One no one mentioned is maybe he is a nice sweet guy that saw a friend hurting and chose to be there but has other things in his life including a possible significant other. Seeing you were back and not needing help anymore, he returned to his life.
He may have never meant for his friendship to become a more intimate relationship or as suggested by others he questions the rightness of it.
Ask him to meet you at a nice neutral location, possibly a restaurant near his work and close to the end of his work day. This will not appear to be a possible date as no one goes directly from work to a date, you always at least clean up. Have a relaxing dinner and ask if there is a problem. Let him know you are not trying to force an issue but you would like to know if he is interested in a relationship, because you are, but you are willing to just be friends and look elsewhere if he is not.
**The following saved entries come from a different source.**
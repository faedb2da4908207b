//! # Time of Flight Sensor Interface
//!
//! Defines the interface to the distance sensor mounted inside the intake,
//! and the sample type it produces.

// ------------------------------------------------------------------------------------------------
// IMPORTS
// ------------------------------------------------------------------------------------------------

use serde::{Deserialize, Serialize};
use thiserror::Error;

// ------------------------------------------------------------------------------------------------
// CONSTANTS
// ------------------------------------------------------------------------------------------------

/// Reading reported by the sensor when there is no valid echo, either because
/// the sensor is offline or the target is out of range.
pub const DISTANCE_SENTINEL_MM: i32 = -1;

// ------------------------------------------------------------------------------------------------
// DATA STRUCTURES
// ------------------------------------------------------------------------------------------------

/// A single distance reading from the time of flight sensor.
///
/// Units: integer millimetres. A value of [`DISTANCE_SENTINEL_MM`] marks the
/// sample as offline. Samples are produced once per control cycle and shall
/// not be retained beyond the cycle they were read in.
#[derive(Debug, Copy, Clone, PartialEq, Eq, Serialize, Deserialize)]
pub struct DistanceSample(pub i32);

// ------------------------------------------------------------------------------------------------
// TRAITS
// ------------------------------------------------------------------------------------------------

/// A distance sensor from which one sample is read per control cycle.
pub trait DistanceSensor {
    /// Read the current distance. Non-blocking.
    fn read_distance_mm(&mut self) -> DistanceSample;

    /// Release the sensor handle.
    ///
    /// Implementations shall be idempotent, releasing an already released
    /// handle shall succeed.
    fn release(&mut self) -> Result<(), TofError>;
}

// ------------------------------------------------------------------------------------------------
// ENUMS
// ------------------------------------------------------------------------------------------------

/// Possible errors raised by a distance sensor driver.
#[derive(Debug, Error)]
pub enum TofError {
    #[error("Could not release the sensor handle: {0}")]
    ReleaseFailed(String),
}

// ------------------------------------------------------------------------------------------------
// IMPLS
// ------------------------------------------------------------------------------------------------

impl DistanceSample {
    /// An offline (no valid echo) sample.
    pub fn offline() -> Self {
        DistanceSample(DISTANCE_SENTINEL_MM)
    }

    /// True if the sensor produced a valid echo for this sample.
    pub fn online(&self) -> bool {
        self.0 != DISTANCE_SENTINEL_MM
    }

    /// True if this sample is online and within the given activation
    /// threshold.
    ///
    /// Offline samples are never near.
    pub fn near(&self, threshold_mm: f64) -> bool {
        self.online() && (self.0 as f64) <= threshold_mm
    }

    /// The raw reading in millimetres, sentinel included.
    pub fn raw_mm(&self) -> i32 {
        self.0
    }
}

impl Default for DistanceSample {
    fn default() -> Self {
        DistanceSample::offline()
    }
}

// ------------------------------------------------------------------------------------------------
// TESTS
// ------------------------------------------------------------------------------------------------

#[cfg(test)]
mod test {
    use super::*;

    #[test]
    fn test_sample_predicates() {
        assert!(!DistanceSample::offline().online());
        assert!(!DistanceSample::offline().near(450.0));

        assert!(DistanceSample(0).online());
        assert!(DistanceSample(300).near(450.0));
        assert!(DistanceSample(450).near(450.0));
        assert!(!DistanceSample(451).near(450.0));
    }
}
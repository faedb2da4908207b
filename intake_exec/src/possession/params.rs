//! Parameters structure for Possession

// ---------------------------------------------------------------------------
// IMPORTS
// ---------------------------------------------------------------------------

use serde::Deserialize;

// ---------------------------------------------------------------------------
// DATA STRUCTURES
// ---------------------------------------------------------------------------

/// Parameters for the possession state machine.
#[derive(Debug, Default, Deserialize)]
pub struct Params {

    /// Distance at or below which a cone is considered present in the intake.
    ///
    /// Tracked separately from the cube activation threshold used by the
    /// has-piece query, the two are tuned independently.
    ///
    /// Units: millimetres
    pub mm_cone_activation_threshold: f64,
}
//! Struct archiving functionality
//!
//! Archives are timestamped CSV files written into the session's archive
//! directory, one file per archived item. To archive a struct serialise it
//! through an `Archiver` once per cycle.

// ---------------------------------------------------------------------------
// IMPORTS
// ---------------------------------------------------------------------------

// External imports
use csv::WriterBuilder;
pub use csv::Writer;
use serde::Serialize;
use std::fs::{File, OpenOptions};
use std::path::Path;
use thiserror::Error;

// Internal imports
use crate::session::Session;

// ---------------------------------------------------------------------------
// DATA STRUCTURES
// ---------------------------------------------------------------------------

/// An object used to write CSV archive files.
#[derive(Default)]
pub struct Archiver {
    writer: Option<Writer<File>>
}

// ---------------------------------------------------------------------------
// ENUMERATIONS
// ---------------------------------------------------------------------------

/// An error that occurs while writing an archive.
#[derive(Debug, Error)]
pub enum ArchiveError {
    #[error("Cannot create the archive file: {0}")]
    FileCreateError(std::io::Error),

    #[error("Cannot write the archive record: {0}")]
    WriteError(csv::Error),

    #[error("Cannot flush the archive file: {0}")]
    FlushError(std::io::Error),

    #[error("The archiver has not been initialised")]
    NotInitialised,
}

// ---------------------------------------------------------------------------
// TRAITS
// ---------------------------------------------------------------------------

/// A trait which enables a struct to be archived as a timestamped csv.
///
/// To implement this trait, the struct shall have an `Archiver` member which
/// shall be ignored by Serde using `#[serde(skip_serializing)]`. The archiver
/// member shall be setup in the struct's `init` or `new` functions.
pub trait Archived {
    /// Write the archives for this struct
    fn write(&mut self) -> Result<(), ArchiveError>;
}

// ---------------------------------------------------------------------------
// IMPLEMENTATIONS
// ---------------------------------------------------------------------------

impl Archiver {
    /// Create a new archiver from a paricular path relative to the session's
    /// archive root.
    pub fn from_path<P: AsRef<Path>>(
        session: &Session, path: P
    ) -> Result<Self, ArchiveError> {
        let mut session_path = session.arch_root.clone();
        session_path.push(path);

        // Create the parent directory and the file if they do not exist
        if let Some(parent) = session_path.parent() {
            if let Err(e) = std::fs::create_dir_all(parent) {
                return Err(ArchiveError::FileCreateError(e))
            }
        }
        match std::fs::File::create(session_path.clone()) {
            Ok(_) => (),
            Err(e) => return Err(ArchiveError::FileCreateError(e))
        };

        // Open the file in append mode
        let file = match OpenOptions::new()
            .append(true).open(session_path)
        {
            Ok(f) => f,
            Err(e) => return Err(ArchiveError::FileCreateError(e))
        };

        let w = WriterBuilder::new()
            .has_headers(true)
            .from_writer(file);

        Ok(Self {
            writer: Some(w)
        })
    }

    /// Serialise a record into the archive.
    pub fn serialise<T: Serialize>(
        &mut self, record: T
    ) -> Result<(), ArchiveError> {
        match self.writer {
            Some(ref mut w) => {
                match w.serialize(record) {
                    Ok(_) => (),
                    Err(e) => return Err(ArchiveError::WriteError(e))
                };
                match w.flush() {
                    Ok(_) => Ok(()),
                    Err(e) => Err(ArchiveError::FlushError(e))
                }
            },
            None => Err(ArchiveError::NotInitialised)
        }
    }
}
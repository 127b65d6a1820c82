//! Fieldlens Core - species identification from wildlife photos.
//!
//! Fieldlens sends a photo plus a structured prompt to a configured AI
//! vision provider and normalizes the response into a canonical
//! identification: one primary match, up to three alternatives, confidence
//! scores, and an edibility/safety classification.
//!
//! # Architecture
//!
//! ```text
//! Image bytes → Prompt Builder → Vision Provider (Gemini/OpenAI/Replicate)
//!             → Response Normalizer → IdentificationResult
//! ```
//!
//! Failures at any stage are classified into `IdentifyError` — callers never
//! see raw transport or provider errors.
//!
//! # Usage
//!
//! ```rust,ignore
//! use fieldlens_core::{Config, IdentificationClient, IdentificationRequest, ImageInput};
//!
//! #[tokio::main]
//! async fn main() -> anyhow::Result<()> {
//!     let config = Config::load()?;
//!     let client = IdentificationClient::from_config(&config)?;
//!
//!     let image = ImageInput::from_bytes(&std::fs::read("robin.jpg")?, "jpeg");
//!     let result = client.identify(&IdentificationRequest::new(image)).await?;
//!     println!("{} ({:.0}%)", result.primary.common_name, result.primary.confidence * 100.0);
//!     Ok(())
//! }
//! ```

// Module declarations
pub mod capabilities;
pub mod config;
pub mod error;
pub mod identify;
pub mod types;

// Re-exports for convenient access
pub use capabilities::{AllowAll, DiscardResults, EntitlementGate, ResultSink};
pub use config::Config;
pub use error::{ConfigError, FieldlensError, IdentifyError, IdentifyResult, Result};
pub use identify::{
    IdentificationClient, IdentificationRequest, IdentifyOptions, ImageInput, ProviderFactory,
    VisionProvider,
};
pub use types::{
    AlternativeMatch, Category, Edibility, IdentificationResult, SpeciesMatch,
};

/// Library version.
pub const VERSION: &str = env!("CARGO_PKG_VERSION");
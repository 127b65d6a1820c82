//! Logging setup for the Fieldlens CLI.
//!
//! The `[logging]` config section drives the default level and format;
//! `--verbose` and `--json-logs` override it, and `RUST_LOG` overrides
//! everything. Logs go to stderr so stdout stays clean for identification
//! output.

use fieldlens_core::config::LoggingConfig;
use tracing_subscriber::{fmt, prelude::*, EnvFilter};

/// Initialize the tracing subscriber from config plus CLI overrides.
pub fn init(config: &LoggingConfig, verbose: bool, json_logs: bool) {
    let level = if verbose {
        "debug"
    } else {
        effective_level(&config.level)
    };
    let filter = EnvFilter::try_from_default_env().unwrap_or_else(|_| EnvFilter::new(level));

    if json_logs || config.format == "json" {
        tracing_subscriber::registry()
            .with(filter)
            .with(fmt::layer().json().with_writer(std::io::stderr))
            .init();
    } else {
        tracing_subscriber::registry()
            .with(filter)
            .with(
                fmt::layer()
                    .with_target(false)
                    .with_writer(std::io::stderr)
                    .with_ansi(true),
            )
            .init();
    }
}

/// Map the configured level string to a filter directive, falling back to
/// "info" for anything unrecognized rather than failing startup.
fn effective_level(level: &str) -> &str {
    match level {
        "trace" | "debug" | "info" | "warn" | "error" => level,
        _ => "info",
    }
}
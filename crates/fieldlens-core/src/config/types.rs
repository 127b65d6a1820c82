//! Sub-configuration structs with defaults.

use serde::{Deserialize, Serialize};

/// Identification pipeline settings.
#[derive(Debug, Clone, Serialize, Deserialize)]
#[serde(default)]
pub struct IdentifyConfig {
    /// Active provider ("gemini", "openai", "replicate")
    pub provider: String,

    /// Provider call timeout in milliseconds.
    /// Vision generation latency is substantial; 30s is the floor that
    /// avoids spurious timeouts on large images.
    pub timeout_ms: u64,

    /// Maximum alternative matches to keep (hard cap 3)
    pub max_alternatives: usize,

    /// Maximum tokens the model may generate
    pub max_tokens: u32,

    /// Sampling temperature. Low — identification wants determinism,
    /// not creativity.
    pub temperature: f32,
}

impl Default for IdentifyConfig {
    fn default() -> Self {
        Self {
            provider: "gemini".to_string(),
            timeout_ms: 30_000,
            max_alternatives: 3,
            max_tokens: 1024,
            temperature: 0.2,
        }
    }
}

/// Vision provider configurations.
#[derive(Debug, Clone, Serialize, Deserialize, Default)]
#[serde(default)]
pub struct ProvidersConfig {
    /// Google Gemini configuration
    pub gemini: Option<GeminiConfig>,

    /// OpenAI configuration
    pub openai: Option<OpenAiConfig>,

    /// Replicate configuration
    pub replicate: Option<ReplicateConfig>,
}

/// Gemini configuration.
#[derive(Debug, Clone, Serialize, Deserialize)]
pub struct GeminiConfig {
    /// API key (supports ${ENV_VAR} syntax)
    pub api_key: String,

    /// Model name
    pub model: String,
}

impl Default for GeminiConfig {
    fn default() -> Self {
        Self {
            api_key: "${GEMINI_API_KEY}".to_string(),
            model: "gemini-2.0-flash".to_string(),
        }
    }
}

/// OpenAI configuration.
#[derive(Debug, Clone, Serialize, Deserialize)]
pub struct OpenAiConfig {
    /// API key (supports ${ENV_VAR} syntax)
    pub api_key: String,

    /// Model name
    pub model: String,
}

impl Default for OpenAiConfig {
    fn default() -> Self {
        Self {
            api_key: "${OPENAI_API_KEY}".to_string(),
            model: "gpt-4o-mini".to_string(),
        }
    }
}

/// Replicate configuration.
#[derive(Debug, Clone, Serialize, Deserialize)]
pub struct ReplicateConfig {
    /// API token (supports ${ENV_VAR} syntax)
    pub api_key: String,

    /// Model version identifier
    pub model: String,
}

impl Default for ReplicateConfig {
    fn default() -> Self {
        Self {
            api_key: "${REPLICATE_API_TOKEN}".to_string(),
            model: "yorickvp/llava-13b".to_string(),
        }
    }
}

/// Logging settings, consumed by the CLI crate.
#[derive(Debug, Clone, Serialize, Deserialize)]
#[serde(default)]
pub struct LoggingConfig {
    /// Log level ("trace", "debug", "info", "warn", "error")
    pub level: String,

    /// Output format ("pretty" or "json")
    pub format: String,
}

impl Default for LoggingConfig {
    fn default() -> Self {
        Self {
            level: "info".to_string(),
            format: "pretty".to_string(),
        }
    }
}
He might be interested but have perfectly valid reasons for not pursuing it or appear to be pursuing it at the moment. Emergencies, including work emergencies, happen and if your relationship had been casual and no planned time together were interrupted, he just may have not considered calling. That is not rude or ignoring you. Consider, do you call all your friends and/or family when something comes up? No, you only call those you are expected to meet and or help. That does not mean you do not care about the others or indeed love the others. Men are like that, only moreso, they only start really telling what is going on that might interfere with shared time if they are already in a relationship.